I got this from Coyote blog. It was too good not to share here.
Sometimes a proposed law is so wrong and so destructive, but so typical of a certain philosophical bent, that I almost wish it would pass, if for no reason than to have an Atlas Shrugged-type object example of disastrous results. Such is the case for a California ballot initiative that has qualified for the signature-gathering stage. The initiative, in part: (full text linked here)
Imposes one-time tax of at least 55% on property exceeding $20 million of a California resident or held in California by nonresident. [note that this is an asset tax, not an income tax]
Imposes one-time tax (between 36.5% - 54.3%) on income exceeding $10 million when resident dies or leaves California.
Imposes additional 17.5% tax on total incomes of taxpayers with income exceeding $150,000 if single, $250,000 if married; 35% if incomes exceed $350,000 if single, $500,000 if married.
The proceeds of this money will be used to:
To purchase 30% to 51% of the outstanding shares of stock in ExxonMobil, Chevron, General Motors, Ford, Goldman Sachs, JP Morgan Chase, and Citigroup, in order to ensure California has an uninterrupted source of energy and financial capital.
To drain and restore the Hetch Hetchy Valley to it’s condition at the beginning of the 20th century.
Use any Surplus funds to combat Global Warming, make infrastructure repairs and improvements, and to research alternative energy sources.
Beyond the unbelievably Marxist confiscation going on here, it begs the question of just what supply of energy and financial capital that California is not getting today that this will somehow ensure. The implication seems to be that ExxonMobil, GM, and Citigroup are too fair-minded, selling their wares too even-handily, and that California would prefer their attention tilted towards California.
Of course this initiative is profoundly immoral, so I can't do anything but deride it, but it would make for a spectacular object lesson (though one would have thought the Soviet Union's experience to be sufficient to this task, but apparently not). I am sure GM's troubles would be greatly helped by replacing its board of directors with the California State Legislature (the only American organization running a bigger deficit than GM) and replacing Citigroup's credit analysis with California social services bureaucrats.

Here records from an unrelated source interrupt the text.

use async_trait::async_trait;
use chrono::Utc;
use tokio_postgres::Row;
use tracing::{debug, info};

use perch_domain::{
    escape_like, Application, ApplicationRepository, CreateApplicationInput, DomainError,
    DomainResult, ListScope, UpdateApplicationInput,
};

use crate::client::PostgresClient;
use crate::errors::{is_unique_violation, map_query_error};

/// PostgreSQL implementation of ApplicationRepository
#[derive(Clone)]
pub struct PostgresApplicationRepository {
    client: PostgresClient,
}

impl PostgresApplicationRepository {
    pub fn new(client: PostgresClient) -> Self {
        Self { client }
    }
}

const COLUMNS: &str = "a.id, a.name, a.description, a.organization_id, a.service_profile_id, \
                       a.service_profile_name, a.created_at, a.updated_at";

fn application_from_row(row: &Row) -> Application {
    Application {
        id: row.get(0),
        name: row.get(1),
        description: row.get(2),
        organization_id: row.get(3),
        service_profile_id: row.get(4),
        service_profile_name: row.get(5),
        created_at: Some(row.get(6)),
        updated_at: Some(row.get(7)),
    }
}

const LIST_WHERE: &str = r#"
    ($1 OR EXISTS (
        SELECT 1
        FROM organization_user ou
        INNER JOIN "user" u
            ON u.id = ou.user_id
        WHERE ou.organization_id = a.organization_id AND u.username = $2))
    AND ($3::bigint IS NULL OR a.organization_id = $3)
    AND ($4::text IS NULL OR a.name ILIKE $4)"#;

#[async_trait]
impl ApplicationRepository for PostgresApplicationRepository {
    async fn create_application(&self, input: CreateApplicationInput) -> DomainResult<Application> {
        let conn = self
            .client
            .get_connection()
            .await
            .map_err(DomainError::StoreUnavailable)?;

        let now = Utc::now();
        let result = conn
            .query_one(
                "INSERT INTO application
                     (name, description, organization_id, service_profile_id, service_profile_name, created_at, updated_at)
                 VALUES ($1, $2, $3, $4, $5, $6, $6)
                 RETURNING id",
                &[
                    &input.name,
                    &input.description,
                    &input.organization_id,
                    &input.service_profile_id,
                    &input.service_profile_name,
                    &now,
                ],
            )
            .await;

        let row = match result {
            Ok(row) => row,
            Err(e) if is_unique_violation(&e) => {
                return Err(DomainError::ApplicationAlreadyExists(input.name));
            }
            Err(e) => return Err(map_query_error(e)),
        };

        let application = Application {
            id: row.get(0),
            name: input.name,
            description: input.description,
            organization_id: input.organization_id,
            service_profile_id: input.service_profile_id,
            service_profile_name: input.service_profile_name,
            created_at: Some(now),
            updated_at: Some(now),
        };
        info!(application_id = application.id, "Application created in database");
        Ok(application)
    }

    async fn get_application(&self, application_id: i64) -> DomainResult<Option<Application>> {
        let conn = self
            .client
            .get_connection()
            .await
            .map_err(DomainError::StoreUnavailable)?;

        let query = format!("SELECT {COLUMNS} FROM application a WHERE a.id = $1");
        let row = conn
            .query_opt(&query, &[&application_id])
            .await
            .map_err(map_query_error)?;

        Ok(row.as_ref().map(application_from_row))
    }

    async fn update_application(&self, input: UpdateApplicationInput) -> DomainResult<Application> {
        let conn = self
            .client
            .get_connection()
            .await
            .map_err(DomainError::StoreUnavailable)?;

        let now = Utc::now();
        let result = conn
            .query_opt(
                "UPDATE application
                 SET name = $2, description = $3, service_profile_id = $4,
                     service_profile_name = $5, updated_at = $6
                 WHERE id = $1
                 RETURNING id, name, description, organization_id, service_profile_id,
                           service_profile_name, created_at, updated_at",
                &[
                    &input.application_id,
                    &input.name,
                    &input.description,
                    &input.service_profile_id,
                    &input.service_profile_name,
                    &now,
                ],
            )
            .await;

        let row = match result {
            Ok(row) => row,
            Err(e) if is_unique_violation(&e) => {
                return Err(DomainError::ApplicationAlreadyExists(input.name));
            }
            Err(e) => return Err(map_query_error(e)),
        };

        match row {
            Some(row) => {
                info!(application_id = input.application_id, "Application updated in database");
                Ok(application_from_row(&row))
            }
            None => Err(DomainError::ApplicationNotFound(input.application_id)),
        }
    }

    async fn delete_application(&self, application_id: i64) -> DomainResult<()> {
        let conn = self
            .client
            .get_connection()
            .await
            .map_err(DomainError::StoreUnavailable)?;

        let rows_affected = conn
            .execute("DELETE FROM application WHERE id = $1", &[&application_id])
            .await
            .map_err(map_query_error)?;

        if rows_affected == 0 {
            return Err(DomainError::ApplicationNotFound(application_id));
        }

        info!(application_id, "Application deleted from database");
        Ok(())
    }

    async fn list_applications(
        &self,
        scope: &ListScope,
        limit: i64,
        offset: i64,
    ) -> DomainResult<Vec<Application>> {
        debug!(username = %scope.principal.username, "Listing applications from database");

        let conn = self
            .client
            .get_connection()
            .await
            .map_err(DomainError::StoreUnavailable)?;

        let pattern = scope
            .name_filter
            .as_deref()
            .map(|f| format!("%{}%", escape_like(f)));
        let query = format!(
            "SELECT {COLUMNS}
             FROM application a
             WHERE {LIST_WHERE}
             ORDER BY a.name, a.id
             LIMIT $5 OFFSET $6"
        );

        let rows = conn
            .query(
                &query,
                &[
                    &scope.principal.is_admin,
                    &scope.principal.username,
                    &scope.organization_id,
                    &pattern,
                    &limit,
                    &offset,
                ],
            )
            .await
            .map_err(map_query_error)?;

        Ok(rows.iter().map(application_from_row).collect())
    }

    async fn count_applications(&self, scope: &ListScope) -> DomainResult<i64> {
        let conn = self
            .client
            .get_connection()
            .await
            .map_err(DomainError::StoreUnavailable)?;

        let pattern = scope
            .name_filter
            .as_deref()
            .map(|f| format!("%{}%", escape_like(f)));
        let query = format!(
            "SELECT COUNT(*)
             FROM application a
             WHERE {LIST_WHERE}"
        );

        let row = conn
            .query_one(
                &query,
                &[
                    &scope.principal.is_admin,
                    &scope.principal.username,
                    &scope.organization_id,
                    &pattern,
                ],
            )
            .await
            .map_err(map_query_error)?;

        Ok(row.get(0))
    }
}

I would kind of like to see this in the same way I would love to see what happens if I threw a crate of fluorescent tubes off a 10th-floor roof -- I would never actually do it, because it would be unsafe and destructive, but I can still dream about how compelling the disaster would be.
Postscript: One could probably label this the Arizona and Nevada economic stimulation act and probably not be far off the mark.
If you follow the links and actually read the proposal it is breath-takenly absurd. ie:
The People of California find and declare all of the following:
a) The concentration of wealth in the hands of the few is inconsistent with the tenets of a democratic society.
b)Staggering sums of wealth have come to be concentrated in the hands of a tiny percentage of the population coinciding with growing poverty for tens of millions of persons, declining living standards and worsening economic security for tens of millions more.
[...]
e)Massive concentrations of financial power have fueled the globalization of the American economy, undermined America's traditional manufacturing, industrial and agricultural strength and substituted a class of money changers and speculators. The concentrated financial power has wholly undermined free democratic institutions, created a new breed of public office holder wholly beholden to it's power and reduced America to a debtor nation and a nation of debtors.
Aren't the tenants of a democratic society the fact that everybody has the freedom to do with their life what ever they want? Aren't there tens of millions of people that have started in poverty and have risen to be very wealthy? Have you ever seen the movie "The Pursuit of Happiness" with Will Smith? I just don't get this mentality. Sure everybody would like to better off, but at the expense of others?
And really do we really want to go back to the day when the US manufactured everything? I guess we are going to have to fire all the robots and machines that have taken that roll, so all these willing and able Americans can step in and do it slow and at a higher expense. I guess some peoples views of a democratic society is to take things away from those that have worked hard and give to those that don't.